I don't have one but everyone on here says its way too expensive to keep buying refills, and it lasts no where that long. $50 a month or every few months gets real expensive really quick and in that time you could wait and save that $50 a month and buy a proper regulator, paintball or 5lb cylinder and be 1000x time better off only have to spend $15 every 5-6 months to get a 5 or 10lb tank refilled.


----------



## chubbyone (Dec 9, 2011)

ShawnS said:


> System:
> 
> http://www.amazon.com/Fluval-Mini-Pressurized-20g-CO2-Kit/dp/B0049RL3H4
> 
> ...


I just picked up a used one on the cheap. I work in a bike shop and have an endless supply of the 16 gram cartridges for bike use (they use the same threading). I have it hooked to a bubble counter and ceramic diffuser. So for me it's getting me by until I have my dual-stage setup all together. I have found the regulator/valve to be quite inconsistent. It'll drop from 3-4 bps to 0 over the course of a few hours. It is designed to just fill they're plastic diffuser, not hold a consistent rate. Since I have literally like 60 16g cartridges at home, and no fish or inverts, I've just been blasting the tank with it for now.

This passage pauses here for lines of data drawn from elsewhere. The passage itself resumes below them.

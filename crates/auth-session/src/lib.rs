//! Client authentication session core.
//!
//! This crate provides:
//! - An in-memory-only access token holder (never persisted)
//! - Single-flight token refresh shared by every concurrent caller
//! - Startup rehydration through a silent, cookie-based refresh
//! - Client and server lockout bookkeeping for failed logins
//! - An explicit FSM for the startup loading stages
//! - A reqwest client for the REST auth endpoints

mod error;
mod events;
mod http_client;
mod lockout;
mod refresh;
mod service;
mod session;
mod session_fsm;
mod state;
mod token_holder;

pub use error::{classify, codes, ApiError, AuthError, AuthOperation, AuthResult, ServerLockout};
pub use events::{AuthStateChangedPayload, SessionEvent};
pub use http_client::HttpAuthService;
pub use lockout::{LockoutPolicy, LockoutState};
pub use refresh::RefreshCoordinator;
pub use service::{AuthService, AuthTokens, Credentials, LoginResponse, RegisterData, RegisterResponse};
pub use session::{AuthSession, RegistrationOutcome};
pub use session_fsm::{LoadingStage, SessionMachine, SessionMachineInput, SessionMachineState};
pub use state::{load_persisted, InitialState, SessionSnapshot, SessionState};
pub use token_holder::TokenHolder;

pub use docfill_config::SessionConfig;
pub use session_storage::User;

/// Current wall-clock time in milliseconds since the Unix epoch.
pub(crate) fn now_ms() -> i64 {
    chrono::Utc::now().timestamp_millis()
}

The retail kit is not worth it in my opinion. The diffuser is huge, and as mentioned refills are pricey. Many people are using the Fluval 88 system with success, again tho it gets expensive. There was a used 88 system on the SnS just yesterday. I'd get that.

Or just save for a proper #5 setup, which really, everyone should (given they have the space).


----------



## Loach1 (Aug 9, 2011)

*fluval mini co2 kit*

had mine for a few weeks now, all was going good until a couple of days ago when only half of the top chamber was diffusing into the water.


----------